Work order: Each line of the records below that holds "entries" should be copied out.

Information given:
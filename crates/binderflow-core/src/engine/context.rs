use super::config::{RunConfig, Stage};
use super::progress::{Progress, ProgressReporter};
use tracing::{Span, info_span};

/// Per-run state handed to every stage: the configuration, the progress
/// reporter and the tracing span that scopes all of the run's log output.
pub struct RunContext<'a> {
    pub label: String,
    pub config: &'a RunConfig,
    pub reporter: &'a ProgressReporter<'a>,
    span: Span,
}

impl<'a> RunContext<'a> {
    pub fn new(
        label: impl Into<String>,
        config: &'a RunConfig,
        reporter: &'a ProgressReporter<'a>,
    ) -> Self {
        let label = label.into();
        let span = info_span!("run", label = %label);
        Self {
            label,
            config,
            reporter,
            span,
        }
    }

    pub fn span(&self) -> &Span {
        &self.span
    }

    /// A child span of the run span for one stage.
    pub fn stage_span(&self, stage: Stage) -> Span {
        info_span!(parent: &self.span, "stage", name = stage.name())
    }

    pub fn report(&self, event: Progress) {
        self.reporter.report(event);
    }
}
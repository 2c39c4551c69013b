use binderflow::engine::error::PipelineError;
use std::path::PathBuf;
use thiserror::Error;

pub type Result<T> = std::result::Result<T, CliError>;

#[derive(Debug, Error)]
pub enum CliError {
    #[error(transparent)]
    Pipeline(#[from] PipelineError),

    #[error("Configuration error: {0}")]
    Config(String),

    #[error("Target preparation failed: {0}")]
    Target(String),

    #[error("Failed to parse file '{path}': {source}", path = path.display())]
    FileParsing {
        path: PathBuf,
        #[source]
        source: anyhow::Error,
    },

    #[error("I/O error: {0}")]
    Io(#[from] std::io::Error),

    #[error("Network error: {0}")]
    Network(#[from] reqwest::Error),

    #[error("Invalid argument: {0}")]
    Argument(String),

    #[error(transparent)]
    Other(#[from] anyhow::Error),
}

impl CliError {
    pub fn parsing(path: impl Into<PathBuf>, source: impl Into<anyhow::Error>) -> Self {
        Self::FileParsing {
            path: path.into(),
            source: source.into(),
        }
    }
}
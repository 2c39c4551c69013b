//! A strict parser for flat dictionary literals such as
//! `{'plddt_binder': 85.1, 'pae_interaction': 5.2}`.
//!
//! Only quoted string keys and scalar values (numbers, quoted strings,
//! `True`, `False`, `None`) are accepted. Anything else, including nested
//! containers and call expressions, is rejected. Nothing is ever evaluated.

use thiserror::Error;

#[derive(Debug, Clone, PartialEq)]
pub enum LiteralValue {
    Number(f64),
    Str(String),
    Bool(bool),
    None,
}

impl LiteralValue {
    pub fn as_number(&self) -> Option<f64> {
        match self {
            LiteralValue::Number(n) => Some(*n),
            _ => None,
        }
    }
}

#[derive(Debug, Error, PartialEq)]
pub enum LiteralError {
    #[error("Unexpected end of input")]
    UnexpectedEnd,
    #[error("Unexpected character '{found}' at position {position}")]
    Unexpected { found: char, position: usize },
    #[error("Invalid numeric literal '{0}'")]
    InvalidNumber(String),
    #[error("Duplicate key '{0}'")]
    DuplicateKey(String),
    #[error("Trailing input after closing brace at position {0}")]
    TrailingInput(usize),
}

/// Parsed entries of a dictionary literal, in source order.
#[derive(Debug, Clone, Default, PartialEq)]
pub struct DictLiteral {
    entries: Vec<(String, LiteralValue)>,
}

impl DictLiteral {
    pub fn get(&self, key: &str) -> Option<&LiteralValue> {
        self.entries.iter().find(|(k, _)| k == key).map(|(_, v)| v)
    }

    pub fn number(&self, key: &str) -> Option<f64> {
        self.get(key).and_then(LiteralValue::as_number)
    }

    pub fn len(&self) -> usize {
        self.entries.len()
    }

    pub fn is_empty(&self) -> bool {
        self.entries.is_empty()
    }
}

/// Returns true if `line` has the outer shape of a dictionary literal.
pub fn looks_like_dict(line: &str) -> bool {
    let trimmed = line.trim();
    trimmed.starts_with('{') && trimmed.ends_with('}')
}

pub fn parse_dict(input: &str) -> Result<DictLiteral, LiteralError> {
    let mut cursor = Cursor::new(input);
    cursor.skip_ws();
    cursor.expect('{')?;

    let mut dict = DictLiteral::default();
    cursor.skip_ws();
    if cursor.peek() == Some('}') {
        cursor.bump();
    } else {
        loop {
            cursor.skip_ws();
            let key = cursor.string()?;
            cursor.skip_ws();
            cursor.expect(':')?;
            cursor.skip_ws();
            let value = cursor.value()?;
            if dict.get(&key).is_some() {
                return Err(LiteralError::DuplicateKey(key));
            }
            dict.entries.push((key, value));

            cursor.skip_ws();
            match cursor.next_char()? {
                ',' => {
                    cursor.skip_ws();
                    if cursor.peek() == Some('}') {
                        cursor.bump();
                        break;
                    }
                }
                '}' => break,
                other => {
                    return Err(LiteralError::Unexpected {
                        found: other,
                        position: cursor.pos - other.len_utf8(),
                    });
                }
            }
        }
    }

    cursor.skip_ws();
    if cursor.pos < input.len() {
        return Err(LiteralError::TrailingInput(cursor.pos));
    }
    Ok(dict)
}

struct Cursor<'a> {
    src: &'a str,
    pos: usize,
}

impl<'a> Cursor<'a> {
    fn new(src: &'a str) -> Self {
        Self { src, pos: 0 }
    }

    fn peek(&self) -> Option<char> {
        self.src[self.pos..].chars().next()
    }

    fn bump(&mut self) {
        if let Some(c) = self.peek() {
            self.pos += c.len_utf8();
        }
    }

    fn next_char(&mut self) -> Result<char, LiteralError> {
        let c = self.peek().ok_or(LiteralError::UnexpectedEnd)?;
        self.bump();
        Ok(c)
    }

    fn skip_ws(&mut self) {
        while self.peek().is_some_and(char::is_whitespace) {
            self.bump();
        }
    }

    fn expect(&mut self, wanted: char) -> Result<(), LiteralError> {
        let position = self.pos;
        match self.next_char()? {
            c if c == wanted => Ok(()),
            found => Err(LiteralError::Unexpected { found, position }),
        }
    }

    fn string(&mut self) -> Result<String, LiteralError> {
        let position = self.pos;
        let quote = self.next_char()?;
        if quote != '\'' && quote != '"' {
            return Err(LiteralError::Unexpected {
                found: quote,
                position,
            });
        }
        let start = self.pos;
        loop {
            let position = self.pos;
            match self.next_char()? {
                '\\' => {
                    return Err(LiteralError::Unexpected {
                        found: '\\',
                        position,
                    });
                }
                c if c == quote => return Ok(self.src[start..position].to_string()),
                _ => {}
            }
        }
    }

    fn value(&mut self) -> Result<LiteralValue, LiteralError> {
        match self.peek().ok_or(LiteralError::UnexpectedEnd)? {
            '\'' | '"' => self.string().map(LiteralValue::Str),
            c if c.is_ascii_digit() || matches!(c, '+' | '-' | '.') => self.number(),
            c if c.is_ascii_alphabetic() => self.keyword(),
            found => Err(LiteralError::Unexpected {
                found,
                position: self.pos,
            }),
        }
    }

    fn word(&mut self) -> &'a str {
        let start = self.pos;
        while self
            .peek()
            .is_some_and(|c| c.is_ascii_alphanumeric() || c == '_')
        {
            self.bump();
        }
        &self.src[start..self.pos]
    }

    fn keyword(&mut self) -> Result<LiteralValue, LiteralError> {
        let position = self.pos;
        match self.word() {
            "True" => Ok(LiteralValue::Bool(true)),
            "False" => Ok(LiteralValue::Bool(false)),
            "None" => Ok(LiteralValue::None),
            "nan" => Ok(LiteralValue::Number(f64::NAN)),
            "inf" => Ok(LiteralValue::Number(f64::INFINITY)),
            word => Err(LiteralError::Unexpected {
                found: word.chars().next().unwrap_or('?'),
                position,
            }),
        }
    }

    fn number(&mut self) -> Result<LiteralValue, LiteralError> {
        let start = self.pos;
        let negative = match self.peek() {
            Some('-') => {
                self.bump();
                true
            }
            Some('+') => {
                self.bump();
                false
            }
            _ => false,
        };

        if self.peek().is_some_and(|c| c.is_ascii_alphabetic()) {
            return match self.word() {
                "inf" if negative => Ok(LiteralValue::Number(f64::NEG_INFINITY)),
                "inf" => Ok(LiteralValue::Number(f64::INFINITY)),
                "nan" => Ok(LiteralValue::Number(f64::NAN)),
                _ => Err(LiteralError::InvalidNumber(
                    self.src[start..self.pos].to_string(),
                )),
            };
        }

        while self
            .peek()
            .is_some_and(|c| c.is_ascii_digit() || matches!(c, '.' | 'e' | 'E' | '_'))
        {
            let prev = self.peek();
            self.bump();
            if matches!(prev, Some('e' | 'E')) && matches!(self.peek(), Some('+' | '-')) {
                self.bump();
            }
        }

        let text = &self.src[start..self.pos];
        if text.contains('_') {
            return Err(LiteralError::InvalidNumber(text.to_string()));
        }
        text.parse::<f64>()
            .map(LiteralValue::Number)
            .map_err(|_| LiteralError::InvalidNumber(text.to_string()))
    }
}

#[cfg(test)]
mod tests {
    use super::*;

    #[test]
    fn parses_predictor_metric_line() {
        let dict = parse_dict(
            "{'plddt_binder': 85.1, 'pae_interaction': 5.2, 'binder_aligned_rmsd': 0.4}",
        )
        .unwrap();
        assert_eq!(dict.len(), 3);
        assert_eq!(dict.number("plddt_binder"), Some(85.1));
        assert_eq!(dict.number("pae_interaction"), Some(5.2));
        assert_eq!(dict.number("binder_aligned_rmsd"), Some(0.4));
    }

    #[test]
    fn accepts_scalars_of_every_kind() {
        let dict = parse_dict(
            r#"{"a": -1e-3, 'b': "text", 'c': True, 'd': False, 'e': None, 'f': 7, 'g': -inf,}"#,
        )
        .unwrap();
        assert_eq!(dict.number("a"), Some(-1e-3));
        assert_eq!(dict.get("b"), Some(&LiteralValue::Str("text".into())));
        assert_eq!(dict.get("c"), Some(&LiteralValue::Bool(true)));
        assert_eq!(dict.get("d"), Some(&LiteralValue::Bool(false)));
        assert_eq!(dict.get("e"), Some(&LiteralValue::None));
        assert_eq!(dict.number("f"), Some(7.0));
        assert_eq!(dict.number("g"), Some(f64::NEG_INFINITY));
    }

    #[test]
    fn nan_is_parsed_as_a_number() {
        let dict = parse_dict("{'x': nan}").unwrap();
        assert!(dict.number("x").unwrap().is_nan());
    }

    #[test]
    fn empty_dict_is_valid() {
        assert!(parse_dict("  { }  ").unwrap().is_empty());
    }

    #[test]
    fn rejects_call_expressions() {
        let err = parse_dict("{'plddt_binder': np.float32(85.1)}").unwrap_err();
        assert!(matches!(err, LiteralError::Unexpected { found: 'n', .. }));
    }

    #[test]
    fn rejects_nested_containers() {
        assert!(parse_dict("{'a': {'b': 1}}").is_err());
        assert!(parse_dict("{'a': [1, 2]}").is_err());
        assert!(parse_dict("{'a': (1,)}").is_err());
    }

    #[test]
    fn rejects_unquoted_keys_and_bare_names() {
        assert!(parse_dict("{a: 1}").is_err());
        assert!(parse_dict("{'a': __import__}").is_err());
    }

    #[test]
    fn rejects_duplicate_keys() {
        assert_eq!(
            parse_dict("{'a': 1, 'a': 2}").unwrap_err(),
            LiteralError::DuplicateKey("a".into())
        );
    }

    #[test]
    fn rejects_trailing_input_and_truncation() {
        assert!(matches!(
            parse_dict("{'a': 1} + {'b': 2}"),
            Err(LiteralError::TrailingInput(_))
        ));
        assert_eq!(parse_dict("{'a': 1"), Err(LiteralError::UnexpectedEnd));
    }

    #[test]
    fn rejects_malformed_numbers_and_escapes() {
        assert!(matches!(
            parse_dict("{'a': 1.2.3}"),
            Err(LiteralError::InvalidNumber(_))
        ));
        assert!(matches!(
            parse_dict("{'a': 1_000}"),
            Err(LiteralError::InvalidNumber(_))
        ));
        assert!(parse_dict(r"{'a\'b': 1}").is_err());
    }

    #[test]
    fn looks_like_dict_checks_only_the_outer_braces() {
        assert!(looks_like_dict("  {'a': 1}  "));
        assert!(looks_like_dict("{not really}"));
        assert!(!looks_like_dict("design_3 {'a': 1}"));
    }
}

Task answer:
/// Parsed entries of a dictionary literal, in source order.
    entries: Vec<(String, LiteralValue)>,
        self.entries.iter().find(|(k, _)| k == key).map(|(_, v)| v)
        self.entries.len()
        self.entries.is_empty()
            dict.entries.push((key, value));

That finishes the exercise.